Set down each entry from the block beneath, exactly as written.

[Items from a data source]
___

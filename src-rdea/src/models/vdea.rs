//! Additive value-model (VDEA) builders
//!
//! Products of weights and marginal values are folded into one variable per
//! breakpoint (`z = w * u`), which keeps weight questions and value-function
//! envelope questions inside a single LP. A unit's efficiency is a linear
//! interpolation read-out of the folded variables. Analyses may be scoped to
//! a hierarchy node: only the subtree's leaves enter the model and the
//! simplex row covers them alone.

use rdea_lp::{ConstraintOp, Direction, LinExpr, ModelSpec, Var};

use crate::data::{VdeaProblem, WeightConstraint};
use crate::error::ConfigError;
use crate::models::{folded_value_at, folded_value_vars};

pub(crate) struct VdeaLp {
    pub spec: ModelSpec,
    pub z: Vec<Vec<Var>>,
    pub scope: Vec<usize>,
}

impl VdeaLp {
    /// Efficiency of `unit` as a linear read-out.
    pub fn eff_expr(&self, p: &VdeaProblem, unit: usize) -> LinExpr {
        let mut e = LinExpr::new();
        for (local, &f) in self.scope.iter().enumerate() {
            let env = p.envelope(f);
            folded_value_at(&mut e, env, &self.z[local], p.performances()[(unit, f)], 1.0);
        }
        e
    }
}

/// Map a weight constraint onto local (in-scope) factor coefficients.
/// Hierarchy node names expand to their leaf weights. A constraint touching
/// anything outside the scope does not apply to the scoped question and is
/// dropped.
pub(crate) fn scoped_weight_row(
    p: &VdeaProblem,
    scope: &[usize],
    wc: &WeightConstraint,
) -> Option<Vec<(usize, f64)>> {
    let mut out: Vec<(usize, f64)> = Vec::new();
    for (name, coef) in &wc.coeffs {
        if let Some(f) = p.factor_index(name) {
            let local = scope.iter().position(|&g| g == f)?;
            out.push((local, *coef));
        } else {
            let h = p.hierarchy()?;
            let node = h.node_index(name)?;
            for f in h.factors_under(node) {
                let local = scope.iter().position(|&g| g == f)?;
                out.push((local, *coef));
            }
        }
    }
    Some(out)
}

pub(crate) fn assemble(
    p: &VdeaProblem,
    node: Option<&str>,
    direction: Direction,
) -> Result<VdeaLp, ConfigError> {
    let scope = p.scoped_factors(node)?;
    let mut spec = ModelSpec::new(direction);
    let w: Vec<Var> = scope.iter().map(|_| spec.add_var(0.0, 1.0)).collect();

    let mut simplex = LinExpr::new();
    for &wv in &w {
        simplex.add(wv, 1.0);
    }
    spec.add_row(simplex, ConstraintOp::Eq, 1.0);

    let mut z = Vec::with_capacity(scope.len());
    for (local, &f) in scope.iter().enumerate() {
        z.push(folded_value_vars(&mut spec, p.envelope(f), w[local]));
    }

    for wc in p.weight_constraints() {
        if let Some(coeffs) = scoped_weight_row(p, &scope, wc) {
            let mut row = LinExpr::new();
            for (local, coef) in coeffs {
                row.add(w[local], coef);
            }
            spec.add_row(row, wc.op, wc.rhs);
        }
    }

    Ok(VdeaLp { spec, z, scope })
}

/// Min/max of one unit's efficiency over the admissible family.
pub fn efficiency(
    p: &VdeaProblem,
    node: Option<&str>,
    s: usize,
    direction: Direction,
) -> Result<ModelSpec, ConfigError> {
    let mut lp = assemble(p, node, direction)?;
    let objective = lp.eff_expr(p, s);
    lp.spec.set_objective(objective);
    Ok(lp.spec)
}

/// Min over the family of the distance to the best unit:
/// `min d` with `d >= E_k - E_s` for every rival.
pub fn distance_min(p: &VdeaProblem, node: Option<&str>, s: usize) -> Result<ModelSpec, ConfigError> {
    let mut lp = assemble(p, node, Direction::Minimize)?;
    let d = lp.spec.add_var(0.0, 1.0);
    let eff_s = lp.eff_expr(p, s);
    for k in 0..p.n_units() {
        if k == s {
            continue;
        }
        let mut row = lp.eff_expr(p, k);
        row.add_scaled(&eff_s, -1.0);
        row.add(d, -1.0);
        lp.spec.add_row(row, ConstraintOp::Le, 0.0);
    }
    lp.spec.set_objective(LinExpr::term(d, 1.0));
    Ok(lp.spec)
}

/// One rival's contribution to the max distance: `max E_k - E_s`. The max
/// distance is the outer maximum of these optima over the rivals.
pub fn distance_rival(
    p: &VdeaProblem,
    node: Option<&str>,
    s: usize,
    k: usize,
) -> Result<ModelSpec, ConfigError> {
    pairwise(p, node, k, s)
}

/// Sign model: max of `E_a - E_b` over the admissible family.
pub fn pairwise(
    p: &VdeaProblem,
    node: Option<&str>,
    a: usize,
    b: usize,
) -> Result<ModelSpec, ConfigError> {
    let mut lp = assemble(p, node, Direction::Maximize)?;
    let mut objective = lp.eff_expr(p, a);
    objective.add_scaled(&lp.eff_expr(p, b), -1.0);
    lp.spec.set_objective(objective);
    Ok(lp.spec)
}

___

◆ **RESULT**
filename src-rdea/src/models/vdea.rs
//! Additive value-model (VDEA) builders
//!
//! Products of weights and marginal values are folded into one variable per
//! breakpoint (`z = w * u`), which keeps weight questions and value-function
//! envelope questions inside a single LP. A unit's efficiency is a linear
//! interpolation read-out of the folded variables. Analyses may be scoped to
//! a hierarchy node: only the subtree's leaves enter the model and the
//! simplex row covers them alone.

use rdea_lp::{ConstraintOp, Direction, LinExpr, ModelSpec, Var};

use crate::data::{VdeaProblem, WeightConstraint};
use crate::error::ConfigError;
use crate::models::{folded_value_at, folded_value_vars};

pub(crate) struct VdeaLp {
    pub spec: ModelSpec,
    pub z: Vec<Vec<Var>>,
    pub scope: Vec<usize>,
}

impl VdeaLp {
    /// Efficiency of `unit` as a linear read-out.
    pub fn eff_expr(&self, p: &VdeaProblem, unit: usize) -> LinExpr {
        let mut e = LinExpr::new();
        for (local, &f) in self.scope.iter().enumerate() {
            let env = p.envelope(f);
            folded_value_at(&mut e, env, &self.z[local], p.performances()[(unit, f)], 1.0);
        }
        e
    }
}

/// Map a weight constraint onto local (in-scope) factor coefficients.
/// Hierarchy node names expand to their leaf weights. A constraint touching
/// anything outside the scope does not apply to the scoped question and is
/// dropped.
pub(crate) fn scoped_weight_row(
    p: &VdeaProblem,
    scope: &[usize],
    wc: &WeightConstraint,
) -> Option<Vec<(usize, f64)>> {
    let mut out: Vec<(usize, f64)> = Vec::new();
    for (name, coef) in &wc.coeffs {
        if let Some(f) = p.factor_index(name) {
            let local = scope.iter().position(|&g| g == f)?;
            out.push((local, *coef));
        } else {
            let h = p.hierarchy()?;
            let node = h.node_index(name)?;
            for f in h.factors_under(node) {
                let local = scope.iter().position(|&g| g == f)?;
                out.push((local, *coef));
            }
        }
    }
    Some(out)
}

pub(crate) fn assemble(
    p: &VdeaProblem,
    node: Option<&str>,
    direction: Direction,
) -> Result<VdeaLp, ConfigError> {
    let scope = p.scoped_factors(node)?;
    let mut spec = ModelSpec::new(direction);
    let w: Vec<Var> = scope.iter().map(|_| spec.add_var(0.0, 1.0)).collect();

    let mut simplex = LinExpr::new();
    for &wv in &w {
        simplex.add(wv, 1.0);
    }
    spec.add_row(simplex, ConstraintOp::Eq, 1.0);

    let mut z = Vec::with_capacity(scope.len());
    for (local, &f) in scope.iter().enumerate() {
        z.push(folded_value_vars(&mut spec, p.envelope(f), w[local]));
    }

    for wc in p.weight_constraints() {
        if let Some(coeffs) = scoped_weight_row(p, &scope, wc) {
            let mut row = LinExpr::new();
            for (local, coef) in coeffs {
                row.add(w[local], coef);
            }
            spec.add_row(row, wc.op, wc.rhs);
        }
    }

    Ok(VdeaLp { spec, z, scope })
}

/// Min/max of one unit's efficiency over the admissible family.
pub fn efficiency(
    p: &VdeaProblem,
    node: Option<&str>,
    s: usize,
    direction: Direction,
) -> Result<ModelSpec, ConfigError> {
    let mut lp = assemble(p, node, direction)?;
    let objective = lp.eff_expr(p, s);
    lp.spec.set_objective(objective);
    Ok(lp.spec)
}

/// Min over the family of the distance to the best unit:
/// `min d` with `d >= E_k - E_s` for every rival.
pub fn distance_min(p: &VdeaProblem, node: Option<&str>, s: usize) -> Result<ModelSpec, ConfigError> {
    let mut lp = assemble(p, node, Direction::Minimize)?;
    let d = lp.spec.add_var(0.0, 1.0);
    let eff_s = lp.eff_expr(p, s);
    for k in 0..p.n_units() {
        if k == s {
            continue;
        }
        let mut row = lp.eff_expr(p, k);
        row.add_scaled(&eff_s, -1.0);
        row.add(d, -1.0);
        lp.spec.add_row(row, ConstraintOp::Le, 0.0);
    }
    lp.spec.set_objective(LinExpr::term(d, 1.0));
    Ok(lp.spec)
}

/// One rival's contribution to the max distance: `max E_k - E_s`. The max
/// distance is the outer maximum of these optima over the rivals.
pub fn distance_rival(
    p: &VdeaProblem,
    node: Option<&str>,
    s: usize,
    k: usize,
) -> Result<ModelSpec, ConfigError> {
    pairwise(p, node, k, s)
}

/// Sign model: max of `E_a - E_b` over the admissible family.
pub fn pairwise(
    p: &VdeaProblem,
    node: Option<&str>,
    a: usize,
    b: usize,
) -> Result<ModelSpec, ConfigError> {
    let mut lp = assemble(p, node, Direction::Maximize)?;
    let mut objective = lp.eff_expr(p, a);
    objective.add_scaled(&lp.eff_expr(p, b), -1.0);
    lp.spec.set_objective(objective);
    Ok(lp.spec)
}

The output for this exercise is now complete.